Smart Modular Data Center 5.0

Huawei has claimed that its modular data center product has achieved an industry record for energy efficiency.

The company’s Smart Modular Data Center clocked an annual power usage effectiveness (PUE) of 1.111 in tests conducted by China’s Cloud Computing & Big Data Research Institute, and local IT group The Green Grid China (TGGC).

Whose record?
Huawei says this is an improvement over a previous record of 1.245, recorded in November 2018. In fact, PUE figures lower than that have been reported: notably a 1.018 PUE by the EU-funded Boden Type data center in Sweden, which claims to be the world’s most efficient facility.

Boden’s 1.018 figure relied on Sweden’s cold climate, which obviated the need for any powered chillers. It also used a novel “holistic cooling” scheme, which tailored the heat removal to individual parts of the data center precisely according to the heat generated there.

By contrast, the Huawei figure covered temperatures ranging from –5°C to 35°C, to test PUE under different climates and loads. According to Huawei, the actual figures were calculated using climate distribution coefficients for different regions, to give an annual average PUE in any given region. The results, however, were conducted onsite with the outdoor environment simulated by the Enthalpy Different Laboratory.
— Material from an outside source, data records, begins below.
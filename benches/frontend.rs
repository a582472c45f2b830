mod common;

use criterion::{Criterion, black_box, criterion_group, criterion_main};
use blocklang::{bytecode, lexer, parser};

fn bench_frontend(c: &mut Criterion) {
    for (label, path) in common::WORKLOADS {
        let source = common::load_source(path);
        let tokens = lexer::tokenize(&source).expect("tokenize");
        let program = common::load_program(path);

        c.bench_function(&format!("frontend_tokenize_{label}"), |b| {
            b.iter(|| {
                let out = lexer::tokenize(black_box(&source)).expect("tokenize");
                black_box(out);
            })
        });

        c.bench_function(&format!("frontend_parse_only_{label}"), |b| {
            b.iter(|| {
                let out = parser::parse_tokens(black_box(tokens.clone())).expect("parse");
                black_box(out);
            })
        });

        c.bench_function(&format!("frontend_compile_only_{label}"), |b| {
            b.iter(|| {
                let out = bytecode::compile(black_box(&program)).expect("compile");
                black_box(out);
            })
        });
    }
}

criterion_group!(benches, bench_frontend);
criterion_main!(benches);
//! Block trees of the drag-and-drop editor and their translation to and
//! from source text.
//!
//! `generate_code` always emits the unified verb form with every argument
//! explicit; `parse_code_to_blocks` accepts legacy verb shapes too and
//! returns `None` for source the block palette cannot express.

mod codegen;
mod from_code;
mod verbs;

use indexmap::IndexMap;
use serde::{Deserialize, Serialize};

use crate::ast::BinaryOperator;

pub use self::codegen::{GeneratedCode, generate_code, generate_code_with_line_map};
pub use self::from_code::parse_code_to_blocks;

/// Game whose verb vocabulary a block tree uses.
#[derive(Debug, Clone, Copy, PartialEq, Eq, Hash, Serialize, Deserialize)]
#[serde(rename_all = "lowercase")]
pub enum GameType {
    Maze,
    Turtle,
}

#[derive(Debug, Clone, PartialEq, Serialize, Deserialize)]
pub struct Block {
    pub id: String,
    #[serde(flatten)]
    pub kind: BlockKind,
}

impl Block {
    pub fn new(id: impl Into<String>, kind: BlockKind) -> Self {
        Self {
            id: id.into(),
            kind,
        }
    }
}

#[derive(Debug, Clone, PartialEq, Serialize, Deserialize)]
#[serde(tag = "type", rename_all = "camelCase", rename_all_fields = "camelCase")]
pub enum BlockKind {
    /// A game verb such as `move` or `turn`.
    Command {
        verb: String,
        args: Vec<BlockExpr>,
    },
    Repeat {
        count: BlockExpr,
        body: Vec<Block>,
    },
    While {
        condition: BlockExpr,
        body: Vec<Block>,
    },
    If {
        condition: BlockExpr,
        then_body: Vec<Block>,
        else_body: Option<Vec<Block>>,
    },
    For {
        variable: String,
        from: BlockExpr,
        to: BlockExpr,
        step: Option<BlockExpr>,
        body: Vec<Block>,
    },
    ForEach {
        variable: String,
        iterable: BlockExpr,
        body: Vec<Block>,
    },
    SetVariable {
        name: String,
        value: BlockExpr,
    },
    Print {
        value: BlockExpr,
    },
    FunctionDef {
        name: String,
        params: Vec<String>,
        body: Vec<Block>,
    },
    FunctionCall {
        name: String,
        args: Vec<BlockExpr>,
    },
    Return {
        value: Option<BlockExpr>,
    },
    ListAppend {
        list: String,
        value: BlockExpr,
    },
    ListRemove {
        list: String,
        index: Option<BlockExpr>,
    },
    ListInsert {
        list: String,
        index: BlockExpr,
        value: BlockExpr,
    },
    Break,
    Continue,
    Pass,
}

#[derive(Debug, Clone, PartialEq, Serialize, Deserialize)]
#[serde(tag = "type", rename_all = "camelCase", rename_all_fields = "camelCase")]
pub enum BlockExpr {
    Number {
        value: f64,
    },
    Text {
        value: String,
    },
    Boolean {
        value: bool,
    },
    Variable {
        name: String,
    },
    Binary {
        op: ArithmeticOp,
        left: Box<BlockExpr>,
        right: Box<BlockExpr>,
    },
    Comparison {
        op: ComparisonOp,
        left: Box<BlockExpr>,
        right: Box<BlockExpr>,
    },
    /// Game sensor used as a condition; `negated` renders as `not sensor()`.
    SensorCall {
        name: String,
        args: Vec<BlockExpr>,
        negated: bool,
    },
    Array {
        items: Vec<BlockExpr>,
    },
    ArrayAccess {
        array: Box<BlockExpr>,
        index: Box<BlockExpr>,
    },
    Length {
        value: Box<BlockExpr>,
    },
    Random,
    RandInt {
        min: Box<BlockExpr>,
        max: Box<BlockExpr>,
    },
    Object {
        entries: IndexMap<String, BlockExpr>,
    },
    ObjectAccess {
        object: Box<BlockExpr>,
        key: String,
    },
}

impl BlockExpr {
    pub fn number(value: f64) -> Self {
        BlockExpr::Number { value }
    }

    pub fn text(value: impl Into<String>) -> Self {
        BlockExpr::Text {
            value: value.into(),
        }
    }

    pub fn variable(name: impl Into<String>) -> Self {
        BlockExpr::Variable { name: name.into() }
    }
}

#[derive(Debug, Clone, Copy, PartialEq, Eq, Serialize, Deserialize)]
pub enum ArithmeticOp {
    #[serde(rename = "+")]
    Add,
    #[serde(rename = "-")]
    Sub,
    #[serde(rename = "*")]
    Mul,
    #[serde(rename = "/")]
    Div,
    #[serde(rename = "%")]
    Mod,
    #[serde(rename = "and")]
    And,
    #[serde(rename = "or")]
    Or,
}

#[derive(Debug, Clone, Copy, PartialEq, Eq, Serialize, Deserialize)]
pub enum ComparisonOp {
    #[serde(rename = "==")]
    Equal,
    #[serde(rename = "!=")]
    NotEqual,
    #[serde(rename = "<")]
    Less,
    #[serde(rename = "<=")]
    LessEqual,
    #[serde(rename = ">")]
    Greater,
    #[serde(rename = ">=")]
    GreaterEqual,
}

impl ArithmeticOp {
    pub fn to_ast(self) -> BinaryOperator {
        match self {
            ArithmeticOp::Add => BinaryOperator::Add,
            ArithmeticOp::Sub => BinaryOperator::Sub,
            ArithmeticOp::Mul => BinaryOperator::Mul,
            ArithmeticOp::Div => BinaryOperator::Div,
            ArithmeticOp::Mod => BinaryOperator::Mod,
            ArithmeticOp::And => BinaryOperator::And,
            ArithmeticOp::Or => BinaryOperator::Or,
        }
    }
}

impl ComparisonOp {
    pub fn to_ast(self) -> BinaryOperator {
        match self {
            ComparisonOp::Equal => BinaryOperator::Equal,
            ComparisonOp::NotEqual => BinaryOperator::NotEqual,
            ComparisonOp::Less => BinaryOperator::LessThan,
            ComparisonOp::LessEqual => BinaryOperator::LessEqual,
            ComparisonOp::Greater => BinaryOperator::GreaterThan,
            ComparisonOp::GreaterEqual => BinaryOperator::GreaterEqual,
        }
    }
}

/// Splits an AST operator into the block palette's arithmetic or comparison family.
pub(crate) enum PaletteOp {
    Arithmetic(ArithmeticOp),
    Comparison(ComparisonOp),
}

impl From<BinaryOperator> for PaletteOp {
    fn from(op: BinaryOperator) -> Self {
        match op {
            BinaryOperator::Add => PaletteOp::Arithmetic(ArithmeticOp::Add),
            BinaryOperator::Sub => PaletteOp::Arithmetic(ArithmeticOp::Sub),
            BinaryOperator::Mul => PaletteOp::Arithmetic(ArithmeticOp::Mul),
            BinaryOperator::Div => PaletteOp::Arithmetic(ArithmeticOp::Div),
            BinaryOperator::Mod => PaletteOp::Arithmetic(ArithmeticOp::Mod),
            BinaryOperator::And => PaletteOp::Arithmetic(ArithmeticOp::And),
            BinaryOperator::Or => PaletteOp::Arithmetic(ArithmeticOp::Or),
            BinaryOperator::Equal => PaletteOp::Comparison(ComparisonOp::Equal),
            BinaryOperator::NotEqual => PaletteOp::Comparison(ComparisonOp::NotEqual),
            BinaryOperator::LessThan => PaletteOp::Comparison(ComparisonOp::Less),
            BinaryOperator::LessEqual => PaletteOp::Comparison(ComparisonOp::LessEqual),
            BinaryOperator::GreaterThan => PaletteOp::Comparison(ComparisonOp::Greater),
            BinaryOperator::GreaterEqual => PaletteOp::Comparison(ComparisonOp::GreaterEqual),
        }
    }
}
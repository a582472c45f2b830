use std::{iter::Peekable, str::CharIndices};

use crate::error::{SyntaxError, SyntaxResult};
use crate::token::{Span, Token, TokenKind};

pub struct Lexer<'a> {
    input: &'a str,
    chars: Peekable<CharIndices<'a>>,
    indent_stack: Vec<usize>,
    pending_tokens: Vec<Token<'a>>,
    at_line_start: bool,
    eof_reached: bool,
    line_has_content: bool,
    bracket_depth: usize,
    line: usize,
    column: usize,
}
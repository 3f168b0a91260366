//! LLM transport backends.
//!
//! Two backends are supported: a deterministic `dummy` that never leaves
//! the process (default, used by tests and offline runs) and an
//! Ollama-compatible HTTP backend. The transport is the only
//! long-latency boundary in the pipeline; every call carries a
//! caller-supplied timeout and is wrapped by the client's retry policy.

use std::time::Duration;

use serde::{Deserialize, Serialize};
use serde_json::json;
use thiserror::Error;
use tracing::debug;

/// Classified failure reason for a transport call.
#[derive(Debug, Clone, Copy, PartialEq, Eq, Serialize, Deserialize)]
#[serde(rename_all = "lowercase")]
pub enum ErrorReason {
    Timeout,
    Throttled,
    Connection,
    Empty,
    Error,
}

impl ErrorReason {
    pub fn as_str(&self) -> &'static str {
        match self {
            ErrorReason::Timeout => "timeout",
            ErrorReason::Throttled => "throttled",
            ErrorReason::Connection => "connection",
            ErrorReason::Empty => "empty",
            ErrorReason::Error => "error",
        }
    }
}

/// Errors surfaced by the LLM runtime.
#[derive(Error, Debug)]
pub enum LlmError {
    #[error("{operation} failed due to {}: {message}", reason.as_str())]
    Call {
        operation: String,
        reason: ErrorReason,
        message: String,
    },

    #[error("{operation} returned a response that does not match the schema: {message}")]
    Schema { operation: String, message: String },
}

impl LlmError {
    pub fn reason(&self) -> ErrorReason {
        match self {
            LlmError::Call { reason, .. } => *reason,
            LlmError::Schema { .. } => ErrorReason::Error,
        }
    }
}

/// The configured transport.
pub enum Backend {
    /// Deterministic stub; every stage produces a schema-valid artifact
    /// without leaving the process.
    Dummy,
    /// Ollama-compatible HTTP API (`POST /api/generate`).
    Ollama(OllamaTransport),
}

impl Backend {
    pub fn is_dummy(&self) -> bool {
        matches!(self, Backend::Dummy)
    }
}

/// Blocking HTTP transport against an Ollama-compatible server.
pub struct OllamaTransport {
    base_url: String,
    model: String,
    client: reqwest::blocking::Client,
}

#[derive(Deserialize)]
struct GenerateResponse {
    #[serde(default)]
    response: String,
}

impl OllamaTransport {
    pub fn new(base_url: impl Into<String>, model: impl Into<String>) -> Self {
        OllamaTransport {
            base_url: base_url.into(),
            model: model.into(),
            client: reqwest::blocking::Client::new(),
        }
    }

    pub fn model(&self) -> &str {
        &self.model
    }

    /// One synchronous completion with the given timeout.
    pub fn complete(&self, prompt: &str, timeout: Duration) -> Result<String, (ErrorReason, String)> {
        debug!(model = %self.model, "calling ollama backend");
        let url = format!("{}/api/generate", self.base_url.trim_end_matches('/'));
        let response = self
            .client
            .post(&url)
            .timeout(timeout)
            .json(&json!({
                "model": self.model,
                "prompt": prompt,
                "stream": false,
            }))
            .send()
            .map_err(|err| (classify_transport_error(&err), err.to_string()))?;

        let status = response.status();
        if status.as_u16() == 429 {
            return Err((ErrorReason::Throttled, format!("HTTP {status}")));
        }
        if !status.is_success() {
            return Err((ErrorReason::Error, format!("HTTP {status}")));
        }

        let body: GenerateResponse = response
            .json()
            .map_err(|err| (ErrorReason::Error, err.to_string()))?;
        let text = body.response.trim().to_string();
        if text.is_empty() {
            return Err((ErrorReason::Empty, "backend returned empty response".to_string()));
        }
        Ok(text)
    }
}

/// Map a transport error to a classified reason.
fn classify_transport_error(err: &reqwest::Error) -> ErrorReason {
    if err.is_timeout() {
        return ErrorReason::Timeout;
    }
    if err.is_connect() {
        return ErrorReason::Connection;
    }
    let text = err.to_string().to_lowercase();
    if text.contains("429") || text.contains("rate limit") {
        return ErrorReason::Throttled;
    }
    if text.contains("connection") {
        return ErrorReason::Connection;
    }
    ErrorReason::Error
}

#[cfg(test)]
mod tests {
    use super::*;

    #[test]
    fn test_reason_strings() {
        assert_eq!(ErrorReason::Timeout.as_str(), "timeout");
        assert_eq!(ErrorReason::Throttled.as_str(), "throttled");
        assert_eq!(ErrorReason::Empty.as_str(), "empty");
    }

    #[test]
    fn test_connection_error_classification() {
        // A request against a port nothing listens on classifies as a
        // connection failure (or timeout on slower environments).
        let transport = OllamaTransport::new("http://127.0.0.1:1", "test-model");
        let err = transport
            .complete("ciao", Duration::from_millis(500))
            .expect_err("nothing listens on port 1");
        assert!(matches!(
            err.0,
            ErrorReason::Connection | ErrorReason::Timeout | ErrorReason::Error
        ));
    }
}
#[cfg(test)]
mod tests {
    use super::*;
    use serde_json::json;

    fn registry() -> Ontology {
        Ontology::load_default().expect("embedded catalogue")
    }

    #[test]
    fn test_facts_list_coerced_to_truth_rows() {
        let raw = json!({ "facts": ["ContrattoValido", "Inadempimento"] });
        let (program, stats) = normalize_value(&raw);
        assert_eq!(program.facts["ContrattoValido"], vec![Vec::<String>::new()]);
        assert_eq!(stats.get("fact_list_coerced"), 2);
    }

    #[test]
    fn test_fact_string_rows_become_tuples() {
        let raw = json!({ "facts": { "BuonaFede": ["tizio"] } });
        let (program, _) = normalize_value(&raw);
        assert_eq!(program.facts["BuonaFede"], vec![vec!["tizio".to_string()]]);
    }

    #[test]
    fn test_constants_list_coerced() {
        let raw = json!({ "constants": [ {"name": "deb", "sort": "Debitore"}, "Contratto" ] });
        let (program, stats) = normalize_value(&raw);
        assert_eq!(program.constants["deb"].sort, "Debitore");
        assert_eq!(program.constants["c1"].sort, "Contratto");
        assert_eq!(stats.get("constant_list_coerced"), 2);
    }

    #[test]
    fn test_axiom_strings_wrapped_and_sanitized() {
        let raw = json!({ "axioms": ["A \u{2227} B", {"condition": "true", "conclusion": "C"}] });
        let (program, stats) = normalize_value(&raw);
        assert_eq!(program.axioms[0].formula, "A and B");
        assert_eq!(program.axioms[1].formula, "C");
        assert_eq!(stats.get("axiom_strings_wrapped"), 1);
    }

    #[test]
    fn test_axiom_condition_folded_into_implication() {
        let raw = json!({ "axioms": [{"condition": "A", "conclusion": "B"}] });
        let (program, _) = normalize_value(&raw);
        assert_eq!(program.axioms[0].formula, "A -> B");
    }

    #[test]
    fn test_rule_string_splitting() {
        let raw = json!({ "rules": ["A -> B", "C :- D", "SoloConclusione"] });
        let (program, _) = normalize_value(&raw);
        assert_eq!(program.rules[0].condition, "A");
        assert_eq!(program.rules[0].conclusion, "B");
        // Prolog style: head :- body.
        assert_eq!(program.rules[1].condition, "D");
        assert_eq!(program.rules[1].conclusion, "C");
        assert_eq!(program.rules[2].condition, "true");
        assert_eq!(program.rules[2].conclusion, "SoloConclusione");
    }

    #[test]
    fn test_query_object_flattened() {
        let raw = json!({ "query": {"pred": "ContrattoValido", "args": ["x", "c"]} });
        let (program, _) = normalize_value(&raw);
        assert_eq!(program.query.as_deref(), Some("ContrattoValido(x,c)"));
    }

    #[test]
    fn test_garbage_root_resets() {
        let (program, stats) = normalize_value(&json!("not an object"));
        assert_eq!(program, LogicProgram::default());
        assert_eq!(stats.get("logic_program_root_reset"), 1);
    }

    #[test]
    fn test_hydrate_declares_used_predicates() {
        let registry = registry();
        let raw = json!({
            "rules": [{"condition": "BuonaFede(tizio)", "conclusion": "UsucapioneOrdinaria(tizio, fondo)"}],
            "query": "UsucapioneOrdinaria(tizio, fondo)"
        });
        let (mut program, mut stats) = normalize_value(&raw);
        hydrate(&mut program, &registry, &mut stats);
        assert!(program.predicates.contains_key("BuonaFede"));
        assert!(program.predicates.contains_key("UsucapioneOrdinaria"));
        assert!(program.sorts.contains_key("Soggetto"));
        assert!(stats.get("auto_declared_predicates") >= 2);
    }

    #[test]
    fn test_hydrate_canonicalizes_aliases_in_formulas() {
        let registry = registry();
        let raw = json!({
            "axioms": ["possessopacifico(tizio, fondo)"],
            "predicates": {"possessopacifico": {"arity": 2, "sorts": ["Soggetto", "Bene"]}}
        });
        let (mut program, mut stats) = normalize_value(&raw);
        hydrate(&mut program, &registry, &mut stats);
        assert_eq!(program.axioms[0].formula, "PossessoPubblico(tizio, fondo)");
        assert!(program.predicates.contains_key("PossessoPubblico"));
        assert!(!program.predicates.contains_key("possessopacifico"));
    }

    #[test]
    fn test_numeric_literals_replaced_by_constants() {
        let registry = registry();
        let raw = json!({
            "predicates": {"DurataPossesso": {"arity": 2, "sorts": ["Soggetto", "Bene"]}},
            "axioms": ["DurataPossesso(tizio, 20)"]
        });
        let (mut program, mut stats) = normalize_value(&raw);
        hydrate(&mut program, &registry, &mut stats);
        assert!(!program.axioms[0].formula.contains("20"));
        assert!(program.constants.values().any(|c| c.sort == "Bene"));
        assert_eq!(stats.get("numeric_literals_coerced"), 1);
    }

    #[test]
    fn test_hydrate_is_idempotent() {
        let registry = registry();
        let raw = json!({
            "predicates": {"DurataPossesso": {"arity": 2, "sorts": ["Soggetto", "Bene"]}},
            "axioms": ["DurataPossesso(tizio, 20)", "possessopacifico(tizio, fondo)"],
            "query": "UsucapioneOrdinaria(tizio, fondo)"
        });
        let (mut program, mut stats) = normalize_value(&raw);
        hydrate(&mut program, &registry, &mut stats);
        let first = program.clone();
        hydrate(&mut program, &registry, &mut stats);
        assert_eq!(program, first);
    }

    #[test]
    fn test_logical_keyword_predicates_removed() {
        let registry = registry();
        let raw = json!({ "predicates": {"and": {"arity": 0}, "Mora": {"arity": 1, "sorts": ["Debitore"]}} });
        let (mut program, mut stats) = normalize_value(&raw);
        hydrate(&mut program, &registry, &mut stats);
        assert!(!program.predicates.contains_key("and"));
        assert!(program.predicates.contains_key("Mora"));
        assert_eq!(stats.get("logical_predicates_removed"), 1);
    }
}
//! # DSL v2.1 — parsing and text utilities
//!
//! The typed logical language used throughout the pipeline. Grammar
//! tokens: predicate identifiers `[A-Za-z_][A-Za-z0-9_]*`, atoms
//! `Name(arg1, arg2)`, reserved keywords `and or not implies true false
//! forall exists`, the arrow `->`, plus a prefix S-expression form.

pub mod expr;
pub mod parser;
pub mod sanitize;

use std::sync::OnceLock;

use regex::Regex;
use thiserror::Error;

pub use expr::Expr;
pub use parser::{ExpressionParser, ParseMode, ParsedExpression};
pub use sanitize::{normalize_operators, sanitize_expression, strip_comparisons};

use crate::ontology::is_logical_keyword;

/// Errors raised by the expression parser.
#[derive(Error, Debug, Clone, PartialEq, Eq)]
pub enum DslError {
    #[error("Parse error: {0}")]
    Parse(String),

    #[error("Unknown predicate: {0}")]
    UnknownPredicate(String),

    #[error("Predicate '{predicate}' arity mismatch: expected {expected}, got {actual}")]
    ArityMismatch {
        predicate: String,
        expected: usize,
        actual: usize,
    },

    #[error("Type mismatch for argument '{argument}' of '{predicate}': expected sort '{expected}', found '{found}'")]
    TypeMismatch {
        predicate: String,
        argument: String,
        expected: String,
        found: String,
    },
}

fn atom_head_regex() -> &'static Regex {
    static RE: OnceLock<Regex> = OnceLock::new();
    RE.get_or_init(|| Regex::new(r"([A-Za-z_][A-Za-z0-9_]*)\s*\(").expect("static regex"))
}

fn ident_regex() -> &'static Regex {
    static RE: OnceLock<Regex> = OnceLock::new();
    RE.get_or_init(|| Regex::new(r"^[A-Za-z_][A-Za-z0-9_]*").expect("static regex"))
}

/// Extract the predicate symbols mentioned in a logical expression string,
/// in first-seen order. Works on both infix (`Pred(a) and Q(b)`) and
/// prefix (`(and Pred(a) Q(b))`) text without a full parse, which makes it
/// safe to call on unvalidated LLM output.
pub fn extract_predicate_names(text: &str) -> Vec<String> {
    let raw = text.trim();
    if raw.is_empty() {
        return Vec::new();
    }

    let mut seen = std::collections::BTreeSet::new();
    let mut names = Vec::new();
    for caps in atom_head_regex().captures_iter(raw) {
        let name = &caps[1];
        if is_logical_keyword(name) {
            continue;
        }
        if seen.insert(name.to_string()) {
            names.push(name.to_string());
        }
    }
    if !names.is_empty() {
        return names;
    }

    // Fallback for bare 0-ary conjunctions: "A and B and not C".
    static AND_SPLIT: OnceLock<Regex> = OnceLock::new();
    let splitter = AND_SPLIT.get_or_init(|| Regex::new(r"\b[aA][nN][dD]\b").expect("static regex"));
    for part in splitter.split(raw) {
        let mut token = part.trim();
        if token.is_empty() {
            continue;
        }
        token = token.trim_start_matches('(').trim_end_matches(')').trim();
        if let Some(stripped) = token.strip_prefix("not ") {
            token = stripped.trim();
        }
        let Some(m) = ident_regex().find(token) else {
            continue;
        };
        let name = m.as_str();
        if is_logical_keyword(name) {
            continue;
        }
        if seen.insert(name.to_string()) {
            names.push(name.to_string());
        }
    }
    names
}

/// Normalize an atom string like `Pred(a, b)` into the stable key form
/// `Pred(a,b)`. A leading `not ` is peeled off; non-atom text is trimmed
/// and returned as-is.
pub fn normalize_atom_text(text: &str) -> String {
    let mut atom = text.trim();
    if let Some(stripped) = atom.strip_prefix("not ") {
        atom = stripped.trim();
    }
    if !atom.contains('(') || !atom.ends_with(')') {
        return atom.to_string();
    }
    let Some((name, rest)) = atom.split_once('(') else {
        return atom.to_string();
    };
    let args_body = &rest[..rest.len() - 1];
    let args: Vec<&str> = args_body
        .split(',')
        .map(str::trim)
        .filter(|a| !a.is_empty())
        .collect();
    if args.is_empty() {
        name.trim().to_string()
    } else {
        format!("{}({})", name.trim(), args.join(","))
    }
}

#[cfg(test)]
mod tests {
    use super::*;

    #[test]
    fn test_extract_names_infix_and_prefix() {
        assert_eq!(
            extract_predicate_names("Consenso(x, c) and CapacitaContrattuale(x)"),
            vec!["Consenso", "CapacitaContrattuale"]
        );
        assert_eq!(
            extract_predicate_names("(and Consenso(x, c) BuonaFede(x))"),
            vec!["Consenso", "BuonaFede"]
        );
    }

    #[test]
    fn test_extract_names_bare_conjunction_fallback() {
        assert_eq!(
            extract_predicate_names("ContrattoValido and not Inadempimento"),
            vec!["ContrattoValido", "Inadempimento"]
        );
    }

    #[test]
    fn test_extract_names_skips_keywords_and_dedupes() {
        assert_eq!(
            extract_predicate_names("not(Colpa(x)) or Colpa(x)"),
            vec!["Colpa"]
        );
        assert!(extract_predicate_names("").is_empty());
    }

    #[test]
    fn test_normalize_atom_text() {
        assert_eq!(normalize_atom_text("Pred( a , b )"), "Pred(a,b)");
        assert_eq!(normalize_atom_text("not Pred(a)"), "Pred(a)");
        assert_eq!(normalize_atom_text("Pred()"), "Pred");
        assert_eq!(normalize_atom_text("  Mora  "), "Mora");
    }
}
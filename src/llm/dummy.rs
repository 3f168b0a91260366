//! Deterministic dummy artifacts.
//!
//! Every stage has a schema-valid offline counterpart so the pipeline is
//! functional end-to-end without a model: tests, CI and degraded
//! production paths all run through these.

use crate::ontology::Ontology;
use crate::program::canonical::ensure_canonical_query_rule;
use crate::program::{ConstantDef, LogicProgram, PredicateDef, SortDef};

use super::outputs::{CanonicalizerOutput, JudgeVerdict, RefinementOutput, StructuredAnswer};

pub fn dummy_freeform_answer(extra: Option<&str>) -> String {
    let base = "Sono il client LLM in modalità dummy. \
                In un contesto reale qui ci sarebbe la risposta del modello.";
    match extra {
        Some(extra) => format!("{base} {extra}"),
        None => base.to_string(),
    }
}

/// Minimal but coherent DSL v2.1 program for the contractual-liability
/// derivation. Fallback and throttled paths still carry canonical
/// declarations and the final query rule, so missing links stay
/// informative.
pub fn dummy_logic_program(registry: &Ontology) -> LogicProgram {
    let mut program = LogicProgram::default();

    for (name, base) in [
        ("Soggetto", "Entity"),
        ("Debitore", "Soggetto"),
        ("Creditore", "Soggetto"),
        ("Contratto", "Entity"),
        ("Danno", "Entity"),
        ("Evento", "Entity"),
    ] {
        program
            .sorts
            .insert(name.to_string(), SortDef { base: base.to_string() });
    }

    for (name, sort) in [
        ("deb_dummy", "Debitore"),
        ("cred_dummy", "Creditore"),
        ("contratto_dummy", "Contratto"),
        ("danno_dummy", "Danno"),
        ("evento_dummy", "Evento"),
    ] {
        program
            .constants
            .insert(name.to_string(), ConstantDef { sort: sort.to_string() });
    }

    for name in [
        "HaObbligo",
        "Inadempimento",
        "DannoPatrimoniale",
        "Imputabilita",
        "ResponsabilitaContrattuale",
        "Consenso",
        "CapacitaContrattuale",
        "CausaLegittima",
        "OggettoDeterminato",
        "FormaPrescritta",
        "ContrattoValido",
    ] {
        let (arity, sorts) = registry
            .signature(name)
            .unwrap_or((0, Vec::new()));
        program
            .predicates
            .insert(name.to_string(), PredicateDef { arity, sorts });
    }

    program.query =
        Some("ResponsabilitaContrattuale(deb_dummy, cred_dummy, contratto_dummy)".to_string());
    ensure_canonical_query_rule(&mut program, registry);
    program
}

pub fn dummy_structured_answer(question: &str, registry: &Ontology) -> StructuredAnswer {
    let program = dummy_logic_program(registry);
    StructuredAnswer {
        final_answer: format!("Risposta generica (modalità dummy) alla domanda: '{question}'."),
        premises: vec![
            "Esiste almeno un contratto valido.".to_string(),
            "Le parti sono identificate in modo astratto.".to_string(),
        ],
        conclusion: "Contratto valido a fini dimostrativi.".to_string(),
        logic_program: serde_json::to_value(&program).unwrap_or_default(),
    }
}

pub fn dummy_canonicalizer_output(question: &str) -> CanonicalizerOutput {
    CanonicalizerOutput::minimal(question)
}

pub fn dummy_refinement_output(
    question: &str,
    previous_answer: Option<&str>,
    registry: &Ontology,
) -> RefinementOutput {
    let program = dummy_logic_program(registry);
    RefinementOutput {
        final_answer: previous_answer
            .map(str::to_string)
            .unwrap_or_else(|| format!("Risposta dummy per: {question}")),
        logic_program: serde_json::to_value(&program).unwrap_or_default(),
        notes: Some("Dummy response".to_string()),
    }
}

#[allow(clippy::too_many_arguments)]
pub fn dummy_judge_verdict(
    question: &str,
    reference_answer: Option<&str>,
    answer_a: &str,
    answer_b: &str,
    label_a: &str,
    label_b: &str,
    rationale: &str,
) -> JudgeVerdict {
    JudgeVerdict {
        question: question.to_string(),
        reference_answer: reference_answer.map(str::to_string),
        answer_a: answer_a.to_string(),
        answer_b: answer_b.to_string(),
        label_a: label_a.to_string(),
        label_b: label_b.to_string(),
        vote: "tie".to_string(),
        confidence: 0.0,
        rationale: Some(rationale.to_string()),
    }
}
The PUE metric divides the total power consumption of the data center, by the IT load, giving an idea of the excess power used in other areas, mostly cooling. When PUE was first proposed, most data centers were over-cooling, and sometimes using more energy in cooling than they delivered to the racks, resulting in PUEs of 2.0 or more.

Huawei says the current average is around 1.5, so this PUE of 1.111 would result in a significant total power reduction of 25 percent.

“China has become the world’s second-largest market for data centers and the fastest-growing market in the world. High power consumption will be an important factor restricting the development of data centers,” said Zhang Song, Deputy Chairman of TGGC.

PUE was proposed in 2006 and was widely taken up by the industry, with measured PUEs falling rapidly as measures like free cooling were adopted. New data centers in comfortable climates now have PUEs closer to 1.0 than the average, and the PUE metric has been criticized for not addressing the more difficult task of using energy more efficiently once it reaches the IT equipment.

PUE was popularized by The Green Grid, a US-based organization that became moribund and was acquired by lobbying group the Information Technology Industry Council (ITI) in 2019. Its site shows no significant activity since that date.

The Green Grid’s Chinese chapter, however, split and set up its own body, TGGC, which has been working on new metrics. According to the Huawei release, the group worked with the China Academy of Information and Communications Technology (CAICT) to update PUE test specifications, in order to carry out this test for the Huawei product.